Face it, we’re all busy and if you think your day can be 26 hours instead of 24 it’s not happening! You will not find extra time – you must make time in your already hectic schedule. The problem with the “I don’t have time” excuse is that’s it’s all too real. This is the number one reason many people just don’t seem to be able to get in a good workout routine. Thus, you need to make time to exercise by either giving something up, delegating a required task, or spending your time more efficiently. The key is to choose a good time to workout that you can do persistently. Then, make that time your workout time.
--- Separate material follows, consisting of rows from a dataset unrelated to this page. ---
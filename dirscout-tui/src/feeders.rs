use crate::tui::TuiMsg;
use crossterm::event;
use dirscout_scraper::RunEvent;
use std::time::Duration;
use tokio::sync::mpsc::{Sender, UnboundedReceiver};
use tokio::time;
use tokio_util::sync::CancellationToken;
use tracing::warn;

const TICK: Duration = Duration::from_millis(80);
const INPUT_POLL: Duration = Duration::from_millis(100);

/// Feed terminal input, redraw ticks and run events into the TUI mailbox
/// until `shutdown` is cancelled.
pub fn spawn_tui_feeders(
    tui: Sender<TuiMsg>,
    mut runs: UnboundedReceiver<RunEvent>,
    shutdown: CancellationToken,
) {
    let tui_in = tui.clone();
    let stop_input = shutdown.clone();
    tokio::task::spawn_blocking(move || {
        while !stop_input.is_cancelled() {
            match event::poll(INPUT_POLL) {
                Ok(false) => continue,
                Ok(true) => {}
                Err(e) => {
                    let _ = tui_in.blocking_send(TuiMsg::OpError(format!("input: {e}")));
                    break;
                }
            }
            let msg = match event::read() {
                Ok(ev) => TuiMsg::InputEvent(ev),
                Err(e) => TuiMsg::OpError(format!("input: {e}")),
            };
            if tui_in.blocking_send(msg).is_err() {
                break;
            }
        }
    });

    let tui_tick = tui.clone();
    let stop_tick = shutdown.clone();
    tokio::spawn(async move {
        let mut interval = time::interval(TICK);
        loop {
            tokio::select! {
                _ = stop_tick.cancelled() => break,
                _ = interval.tick() => {
                    let _ = tui_tick.try_send(TuiMsg::Tick);
                }
            }
        }
    });

    tokio::spawn(async move {
        loop {
            tokio::select! {
                _ = shutdown.cancelled() => break,
                ev = runs.recv() => match ev {
                    Some(ev) => {
                        if tui.send(TuiMsg::Run(ev)).await.is_err() {
                            break;
                        }
                    }
                    None => {
                        warn!("run event channel closed");
                        break;
                    }
                },
            }
        }
    });
}
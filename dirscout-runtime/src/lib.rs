//! Tokio runtime ownership plus a root cancellation token.
//!
//! Every scraping run gets a child of the root token, so shutting the
//! runtime down cooperatively cancels whatever is in flight.
use anyhow::Result;
use std::future::Future;
use std::time::Duration;
use tokio::runtime::{Builder, Handle, Runtime};
use tokio::task::JoinHandle;
use tokio_util::sync::CancellationToken;

#[derive(Clone)]
pub struct ScoutHandle {
    inner: Handle,
    cancel: CancellationToken,
}

pub struct ScoutRuntime {
    runtime: Runtime,
    cancel: CancellationToken,
}

impl ScoutRuntime {
    /// Build a multi-threaded Tokio runtime for the dirscout binaries.
    ///
    /// ```
    /// use dirscout_runtime::ScoutRuntime;
    /// use std::time::Duration;
    ///
    /// let runtime = ScoutRuntime::build("doctest-runtime", Some(1))
    ///     .expect("runtime builds");
    /// let value = runtime.block_on(async { 2 + 2 });
    /// assert_eq!(value, 4);
    /// runtime.shutdown(Duration::from_millis(10));
    /// ```
    pub fn build(thread_name: &str, worker_threads: Option<usize>) -> Result<Self> {
        let mut builder = Builder::new_multi_thread();
        builder.enable_all().thread_name(thread_name);

        if let Some(workers) = worker_threads {
            builder.worker_threads(workers.max(1));
        }

        let runtime = builder.build()?;
        Ok(Self {
            runtime,
            cancel: CancellationToken::new(),
        })
    }

    /// Obtain a cloned handle for spawning tasks and sharing cancellation.
    ///
    /// ```
    /// use dirscout_runtime::ScoutRuntime;
    ///
    /// let runtime = ScoutRuntime::build("handle-example", Some(1)).unwrap();
    /// let handle = runtime.handle();
    /// assert!(!handle.cancellation().is_cancelled());
    /// ```
    pub fn handle(&self) -> ScoutHandle {
        ScoutHandle {
            inner: self.runtime.handle().clone(),
            cancel: self.cancel.clone(),
        }
    }

    /// Run a future to completion on the runtime.
    pub fn block_on<F: Future>(&self, fut: F) -> F::Output {
        self.runtime.block_on(fut)
    }

    /// Cancel outstanding work and shut the runtime down, giving tasks
    /// `graceful` to observe the cancellation.
    ///
    /// ```
    /// use dirscout_runtime::ScoutRuntime;
    /// use std::time::Duration;
    ///
    /// let runtime = ScoutRuntime::build("shutdown-example", Some(1)).unwrap();
    /// let token = runtime.handle().child_token();
    /// runtime.shutdown(Duration::from_millis(5));
    /// assert!(token.is_cancelled());
    /// ```
    pub fn shutdown(self, graceful: Duration) {
        self.cancel.cancel();
        self.runtime.shutdown_timeout(graceful);
    }
}

impl ScoutHandle {
    /// Wrap the runtime the caller is already running on, with a fresh root
    /// token. Panics outside a Tokio runtime, like [`Handle::current`].
    pub fn current() -> Self {
        Self {
            inner: Handle::current(),
            cancel: CancellationToken::new(),
        }
    }

    /// Spawn a future onto the shared runtime handle.
    ///
    /// ```
    /// use dirscout_runtime::ScoutRuntime;
    /// use std::time::Duration;
    ///
    /// let runtime = ScoutRuntime::build("handle-doctest", Some(1)).unwrap();
    /// let handle = runtime.handle();
    /// let task = handle.spawn(async { 21 * 2 });
    /// let result = runtime.block_on(async move { task.await.unwrap() });
    /// assert_eq!(result, 42);
    /// runtime.shutdown(Duration::from_millis(10));
    /// ```
    pub fn spawn<F, T>(&self, fut: F) -> JoinHandle<T>
    where
        F: Future<Output = T> + Send + 'static,
        T: Send + 'static,
    {
        self.inner.spawn(fut)
    }

    /// The root token; cancelling it stops every run started from this handle.
    pub fn cancellation(&self) -> CancellationToken {
        self.cancel.clone()
    }

    /// A token cancelled by the root token but cancellable on its own.
    ///
    /// ```
    /// use dirscout_runtime::ScoutRuntime;
    /// use std::time::Duration;
    ///
    /// let runtime = ScoutRuntime::build("child-example", Some(1)).unwrap();
    /// let handle = runtime.handle();
    /// let child = handle.child_token();
    /// child.cancel();
    /// assert!(child.is_cancelled());
    /// assert!(!handle.cancellation().is_cancelled());
    /// runtime.shutdown(Duration::from_millis(5));
    /// ```
    pub fn child_token(&self) -> CancellationToken {
        self.cancel.child_token()
    }
}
A fault of many is they try morning and it works, but then one day decide to skip it because they are too busy and promise the workout will get done in the afternoon. But, as the days wears on, they forgot something they needed to do, got too busy with other tasks, or time just ran out. In reality it is not the time itself one does not have but failing to plan.

• How can you rearrange your schedule or perhaps give something up?
• Can you delegate a priority to someone else or, do it later?
• How and where can you spend your time more efficiently?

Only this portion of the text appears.